My question for Cressy (right) was, given that this is not an industry that makes quick, sharp turns in different product directions, how does DISCUS view the near-term health of what I see as an industry push toward super premium priced spirits? Will distillers pull back from that push, given the way consumers are cutting back in so many other aspects of discretionary spending.

"Well, it's difficult to speak for the industry in the aggregate," he said, "and premiumization has slowed, but it still continues. We no whave three categories for that -- premium, high end premium and super premium. Even though the economy was weak in 2008, we still saw some increases in sales in those niches, so I suspect many distillers will continue considering them as a strong option."

In the overall distilled spirits industry, 2008 showed growth, albeit slower than in 2007, in spirits sales, with revenue growth of 2.8%, or $18.7 billion, and volume growth of 1.6% to 184 million cases. That is well off the average annual industry growth rate of 6% since 2000.

In his remarks, Cressy cited several key factors in the industry's recession resiliency, One of them was "the continuing fascination with the cocktail culture and spirits premiumization."

From my own perspective, spirits in the premium, high end premium and super premium niches are getting a major share of industry advertising and marketoing efforts. Part of that stems from the perceived profit margin such products offer, but part of it also stems from stiffer penalties for drinking in driving in virtually every state.
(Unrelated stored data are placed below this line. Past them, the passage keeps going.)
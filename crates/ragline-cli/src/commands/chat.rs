//! Interactive chat command

use crate::app::{ChatArgs, OutputFormat};
use crate::output;
use crate::services::Services;
use anyhow::Result;
use ragline_core::{ConversationHistory, RaglineError};
use std::io::Write;
use tokio::io::{AsyncBufReadExt, BufReader};

pub async fn run(args: ChatArgs, services: &Services) -> Result<()> {
    let pipeline = services.query_pipeline()?;
    let collection = args.collection.as_deref();

    match collection {
        Some(name) => eprintln!("Chatting with collection '{}'. /clear resets, /exit quits.", name),
        None => eprintln!("Chatting without a collection. /clear resets, /exit quits."),
    }

    let mut lines = BufReader::new(tokio::io::stdin()).lines();
    let mut history = ConversationHistory::new();

    loop {
        print!("> ");
        std::io::stdout().flush()?;

        let Some(line) = lines.next_line().await? else {
            break;
        };
        let query = line.trim();
        match query {
            "" => continue,
            "/exit" | "/quit" => break,
            "/clear" => {
                history = ConversationHistory::new();
                eprintln!("History cleared");
                continue;
            }
            _ => {}
        }

        match pipeline
            .process(query, history.turns(), collection, history.clone())
            .await
        {
            Ok(ctx) => {
                println!(
                    "{}\n",
                    output::format_answer(&ctx, OutputFormat::Cli, args.show_prompt)
                );
                if let Some(next) = ctx.new_history {
                    history = next;
                }
            }
            // An oversize prompt leaves the session usable
            Err(e @ RaglineError::OversizePrompt { .. }) => {
                eprintln!("{}. Try /clear or a shorter question.", e);
            }
            Err(e) => eprintln!("Error: {}", e),
        }
    }
    Ok(())
}
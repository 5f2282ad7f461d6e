//! Ingest command

use crate::app::{IngestArgs, OutputFormat};
use crate::output;
use crate::services::Services;
use anyhow::Result;

pub async fn run(args: IngestArgs, services: &Services, format: OutputFormat) -> Result<()> {
    let pipeline = services.ingestion_pipeline()?;

    if format == OutputFormat::Cli {
        eprintln!(
            "Ingesting {} source(s) into '{}'...",
            args.sources.len(),
            args.collection
        );
    }
    let stats = pipeline.ingest(&args.sources, &args.collection).await?;

    println!("{}", output::format_ingest_stats(&args.collection, &stats, format));
    Ok(())
}
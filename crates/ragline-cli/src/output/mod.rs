//! Output formatters

pub mod json;
pub mod terminal;

use crate::app::OutputFormat;
use ragline_core::{CollectionInfo, IngestStats, QueryContext};

pub fn format_collections(collections: &[CollectionInfo], format: OutputFormat) -> String {
    match format {
        OutputFormat::Json => json::format_collections(collections),
        OutputFormat::Cli => terminal::format_collections(collections),
    }
}

pub fn format_collection_info(info: &CollectionInfo, format: OutputFormat) -> String {
    match format {
        OutputFormat::Json => json::to_pretty(info),
        OutputFormat::Cli => terminal::format_collection_info(info),
    }
}

pub fn format_ingest_stats(collection: &str, stats: &IngestStats, format: OutputFormat) -> String {
    match format {
        OutputFormat::Json => json::format_ingest_stats(collection, stats),
        OutputFormat::Cli => terminal::format_ingest_stats(collection, stats),
    }
}

/// Format an answered query; `show_prompt` adds retrieval details
pub fn format_answer(ctx: &QueryContext, format: OutputFormat, show_prompt: bool) -> String {
    match format {
        OutputFormat::Json => json::format_answer(ctx, show_prompt),
        OutputFormat::Cli => terminal::format_answer(ctx, show_prompt),
    }
}
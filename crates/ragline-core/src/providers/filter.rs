//! Line-level text filtering for scraped pages

use crate::config::LoaderConfig;

/// Drops navigation debris from extracted page text.
///
/// Lines with too few words are removed, and the document is cut at the
/// first remaining line containing a stop phrase (cookie banners,
/// bibliography sections and the like).
#[derive(Debug, Clone, Default)]
pub struct TextFilter {
    /// A line is kept only with at least this many words
    pub min_words: usize,
    pub stop_phrases: Vec<String>,
}

impl TextFilter {
    pub fn new(min_words: usize, stop_phrases: Vec<String>) -> Self {
        Self {
            min_words,
            stop_phrases,
        }
    }

    pub fn from_config(config: &LoaderConfig) -> Self {
        Self::new(config.min_words, config.stop_phrases.clone())
    }

    pub fn apply(&self, text: &str) -> String {
        let lines: Vec<&str> = text
            .lines()
            .map(str::trim)
            .filter(|line| line.split_whitespace().count() >= self.min_words)
            .collect();

        let cutoff = lines
            .iter()
            .position(|line| self.stop_phrases.iter().any(|p| line.contains(p.as_str())))
            .unwrap_or(lines.len());

        lines[..cutoff].join("\n")
    }
}

#[cfg(test)]
mod tests {
    use super::*;

    #[test]
    fn test_drops_short_lines() {
        let filter = TextFilter::new(3, vec![]);
        let text = "Home\nAbout us\nthree words here\n  This line has enough words in it.  ";
        assert_eq!(
            filter.apply(text),
            "three words here\nThis line has enough words in it."
        );
    }

    #[test]
    fn test_cuts_at_stop_phrase() {
        let filter = TextFilter::new(0, vec!["We use cookies".to_string()]);
        let text = "First real paragraph\nWe use cookies to improve things\nFooter text";
        assert_eq!(filter.apply(text), "First real paragraph");
    }

    #[test]
    fn test_empty_input() {
        assert_eq!(TextFilter::new(3, vec![]).apply(""), "");
    }
}
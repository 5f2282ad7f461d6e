//! Second-pass relevance scoring and filtering

use crate::db::SearchHit;
use crate::error::{RaglineError, Result};
use crate::llm::Reranker;
use serde::Serialize;
use std::time::Instant;

/// A retrieved chunk with its cross-encoder relevance score
#[derive(Debug, Clone, PartialEq, Serialize)]
pub struct ScoredChunk {
    pub text: String,
    /// First-pass inner-product similarity
    pub similarity: f32,
    /// Rerank score against the query
    pub score: f64,
}

/// Score candidates against `query`, best first.
///
/// Candidates with equal scores keep their retrieval order. A failing
/// reranker fails the call; there is no fallback to retrieval order.
pub async fn rerank(
    reranker: &dyn Reranker,
    query: &str,
    candidates: &[SearchHit],
) -> Result<Vec<ScoredChunk>> {
    if candidates.is_empty() {
        return Ok(Vec::new());
    }

    let start = Instant::now();
    let texts: Vec<String> = candidates.iter().map(|c| c.text.clone()).collect();
    let results = reranker.rerank(query, &texts).await?;

    let mut scored = Vec::with_capacity(results.len());
    for result in results {
        let hit = candidates.get(result.index).ok_or_else(|| {
            RaglineError::Llm(format!(
                "Reranker returned index {} for {} candidates",
                result.index,
                candidates.len()
            ))
        })?;
        if result.score.is_nan() {
            tracing::warn!("Dropping candidate {} with NaN rerank score", result.index);
            continue;
        }
        scored.push((result.index, hit, result.score));
    }

    scored.sort_by_key(|(index, _, _)| *index);
    scored.dedup_by_key(|(index, _, _)| *index);
    scored.sort_by(|a, b| b.2.partial_cmp(&a.2).unwrap_or(std::cmp::Ordering::Equal));

    tracing::debug!(
        "Reranked {} candidates with {} in {} ms",
        scored.len(),
        reranker.model_name(),
        start.elapsed().as_millis()
    );

    Ok(scored
        .into_iter()
        .map(|(_, hit, score)| ScoredChunk {
            text: hit.text.clone(),
            similarity: hit.similarity,
            score,
        })
        .collect())
}

/// At most `top_k` chunks scoring strictly above `min_score`, order kept
pub fn filter(scored: &[ScoredChunk], min_score: f64, top_k: usize) -> Vec<ScoredChunk> {
    scored
        .iter()
        .filter(|c| c.score > min_score)
        .take(top_k)
        .cloned()
        .collect()
}
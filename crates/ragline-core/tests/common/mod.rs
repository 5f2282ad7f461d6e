//! In-process fakes for the model services and source loading

#![allow(dead_code)]

use async_trait::async_trait;
use ragline_core::{
    ChatMessage, CollectionLocks, Config, Database, DocumentRecord, Embedder, EmbeddingClient,
    IngestionPipeline, LLMClient, QueryPipeline, RaglineError, RerankResult, Reranker, Result,
    Segmenter, SourceLoader, Tokenizer, VectorStore,
};
use std::collections::HashMap;
use std::sync::atomic::{AtomicBool, AtomicUsize, Ordering};
use std::sync::{Arc, Mutex};

pub const DIMS: usize = 8;

/// Normalized byte histogram; deterministic and cheap
pub struct HashEmbedder {
    pub calls: AtomicUsize,
    pub fail: AtomicBool,
}

impl HashEmbedder {
    pub fn new() -> Arc<Self> {
        Arc::new(Self {
            calls: AtomicUsize::new(0),
            fail: AtomicBool::new(false),
        })
    }
}

pub fn embed_text(text: &str) -> Vec<f32> {
    let mut v = vec![0.0f32; DIMS];
    for b in text.bytes() {
        v[b as usize % DIMS] += 1.0;
    }
    let norm = v.iter().map(|x| x * x).sum::<f32>().sqrt();
    if norm > 0.0 {
        v.iter_mut().for_each(|x| *x /= norm);
    }
    v
}

#[async_trait]
impl Embedder for HashEmbedder {
    async fn embed_batch(&self, texts: &[String]) -> Result<Vec<Vec<f32>>> {
        self.calls.fetch_add(1, Ordering::SeqCst);
        if self.fail.load(Ordering::SeqCst) {
            return Err(RaglineError::UpstreamService {
                service: "embedding",
                status: 503,
                body: "embedding service unavailable".into(),
            });
        }
        Ok(texts.iter().map(|t| embed_text(t)).collect())
    }

    fn dimensions(&self) -> usize {
        DIMS
    }

    fn model_name(&self) -> &str {
        "hash"
    }
}

/// Scores texts containing `needle` high and everything else low
pub struct KeywordReranker {
    pub needle: String,
    pub hit_score: f64,
    pub miss_score: f64,
    pub fail: bool,
    pub queries: Mutex<Vec<String>>,
}

impl KeywordReranker {
    pub fn new(needle: &str, hit_score: f64, miss_score: f64) -> Arc<Self> {
        Arc::new(Self {
            needle: needle.to_string(),
            hit_score,
            miss_score,
            fail: false,
            queries: Mutex::new(Vec::new()),
        })
    }

    pub fn failing() -> Arc<Self> {
        Arc::new(Self {
            needle: String::new(),
            hit_score: 0.0,
            miss_score: 0.0,
            fail: true,
            queries: Mutex::new(Vec::new()),
        })
    }
}

#[async_trait]
impl Reranker for KeywordReranker {
    async fn rerank(&self, query: &str, texts: &[String]) -> Result<Vec<RerankResult>> {
        self.queries.lock().unwrap().push(query.to_string());
        if self.fail {
            return Err(RaglineError::UpstreamService {
                service: "reranker",
                status: 500,
                body: "reranker crashed".into(),
            });
        }
        // Reverse order on the wire, like an unsorted service response
        Ok(texts
            .iter()
            .enumerate()
            .rev()
            .map(|(index, text)| RerankResult {
                index,
                score: if text.contains(&self.needle) {
                    self.hit_score
                } else {
                    self.miss_score
                },
            })
            .collect())
    }

    fn model_name(&self) -> &str {
        "keyword"
    }
}

/// Records every request; rewrites and answers are told apart by the system prompt
pub struct RecordingLLM {
    pub rewrite: String,
    pub answers: AtomicUsize,
    pub rewrites: AtomicUsize,
    pub requests: Mutex<Vec<Vec<ChatMessage>>>,
}

impl RecordingLLM {
    pub fn new(rewrite: &str) -> Arc<Self> {
        Arc::new(Self {
            rewrite: rewrite.to_string(),
            answers: AtomicUsize::new(0),
            rewrites: AtomicUsize::new(0),
            requests: Mutex::new(Vec::new()),
        })
    }

    pub fn answer_calls(&self) -> usize {
        self.answers.load(Ordering::SeqCst)
    }

    pub fn rewrite_calls(&self) -> usize {
        self.rewrites.load(Ordering::SeqCst)
    }
}

#[async_trait]
impl LLMClient for RecordingLLM {
    async fn chat_completion(&self, messages: Vec<ChatMessage>) -> Result<String> {
        let is_rewrite = messages
            .first()
            .map(|m| m.content.contains("Never answer the question"))
            .unwrap_or(false);
        self.requests.lock().unwrap().push(messages);

        if is_rewrite {
            self.rewrites.fetch_add(1, Ordering::SeqCst);
            return Ok(self.rewrite.clone());
        }
        let n = self.answers.fetch_add(1, Ordering::SeqCst);
        Ok(format!("answer {}", n + 1))
    }

    fn model_name(&self) -> &str {
        "recording"
    }
}

/// One token per whitespace-separated word
pub struct WordTokenizer;

#[async_trait]
impl Tokenizer for WordTokenizer {
    async fn tokenize(&self, text: &str) -> Result<Vec<u32>> {
        Ok(text.split_whitespace().map(|_| 1).collect())
    }
}

/// Serves documents from a map; unknown sources fail
pub struct MapLoader {
    pub docs: HashMap<String, DocumentRecord>,
}

impl MapLoader {
    pub fn new(docs: Vec<DocumentRecord>) -> Arc<Self> {
        Arc::new(Self {
            docs: docs.into_iter().map(|d| (d.source.clone(), d)).collect(),
        })
    }
}

#[async_trait]
impl SourceLoader for MapLoader {
    fn loader_type(&self) -> &'static str {
        "map"
    }

    async fn load(&self, source: &str) -> Result<Vec<DocumentRecord>> {
        self.docs
            .get(source)
            .cloned()
            .map(|d| vec![d])
            .ok_or_else(|| RaglineError::Source(format!("unknown source {}", source)))
    }
}

pub fn store() -> Arc<Database> {
    let db = Database::open_in_memory().unwrap();
    db.initialize().unwrap();
    Arc::new(db)
}

pub fn test_config() -> Config {
    let mut config = Config::default();
    config.chat.max_turns = 3;
    config.chat.max_input_tokens = 5000;
    config.retrieval.search_top_k = 10;
    config.retrieval.rerank_min_score = 0.2;
    config.retrieval.prompt_top_k = 5;
    config.embedding.batch_size = 2;
    config
}

pub struct Harness {
    pub store: Arc<Database>,
    pub embedder: Arc<HashEmbedder>,
    pub reranker: Arc<KeywordReranker>,
    pub llm: Arc<RecordingLLM>,
    pub locks: CollectionLocks,
    pub config: Config,
}

impl Harness {
    pub fn new(reranker: Arc<KeywordReranker>) -> Self {
        Self {
            store: store(),
            embedder: HashEmbedder::new(),
            reranker,
            llm: RecordingLLM::new("rewritten standalone query"),
            locks: CollectionLocks::new(),
            config: test_config(),
        }
    }

    pub fn embeddings(&self) -> EmbeddingClient {
        EmbeddingClient::from_config(self.embedder.clone(), &self.config.embedding)
    }

    pub fn query_pipeline(&self) -> QueryPipeline {
        QueryPipeline::new(
            self.llm.clone(),
            Arc::new(WordTokenizer),
            self.embeddings(),
            self.reranker.clone(),
            self.store.clone(),
            self.locks.clone(),
            &self.config,
        )
    }

    pub fn ingestion_pipeline(
        &self,
        loader: Arc<dyn SourceLoader>,
        segmenter: Segmenter,
    ) -> IngestionPipeline {
        IngestionPipeline::new(
            loader,
            segmenter,
            self.embeddings(),
            self.store.clone(),
            self.locks.clone(),
        )
    }

    /// Create `collection` holding the given chunk texts directly
    pub fn seed_collection(&self, collection: &str, texts: &[&str]) {
        let records: Vec<_> = texts
            .iter()
            .map(|t| ragline_core::NewRecord::new(embed_text(t), *t))
            .collect();
        let store: &dyn VectorStore = self.store.as_ref();
        store.create_collection(collection, DIMS).unwrap();
        store.insert_records(collection, &records).unwrap();
        store.ensure_indexed(collection).unwrap();
    }
}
Consumers may be drinking less in volume, but they are spending their money on better quality offerings.

In addition, the graying of America is making its influence felt. As the population ages, more people reach legal drinking age.. And, many of those who have been legal consumers longer tend to move toward pricier labels as their tastes mature and they experience more possibilities.

As the chart above shows, even when some pricier niches falter a bit overall, some of the super premium niches continue experiencing double-digit growth. Thus, it stands to reason that in an industry that must plan years ahead to allow for maturation of much of its inventory, the outlook is for continued creation of the highest-priced expressions.

DISCUS is the national trade association representing America’s leading distillers and nearly 80% of all distilled spirits brands sold in this country. It also serves as the distillers’ voice on policy and legislative issues in Washington, DC, and state and foreign capitals.

Cressy became DISCUS president and CEO in 1999 after a career in the military and in academe. He is a retired U.S. Navy rear admiral and for six years was chancellor of the University of Massachusetts Dartmouth. He also was president for two years of the Massachusetts Maritime Academy as well as numerous teaching assignments.

He is a graduate of Yale University, has a master's in international affairs from George Washington University, an MBA from the University of Rhode Island, and a doctorate in education from the University of San Francisco.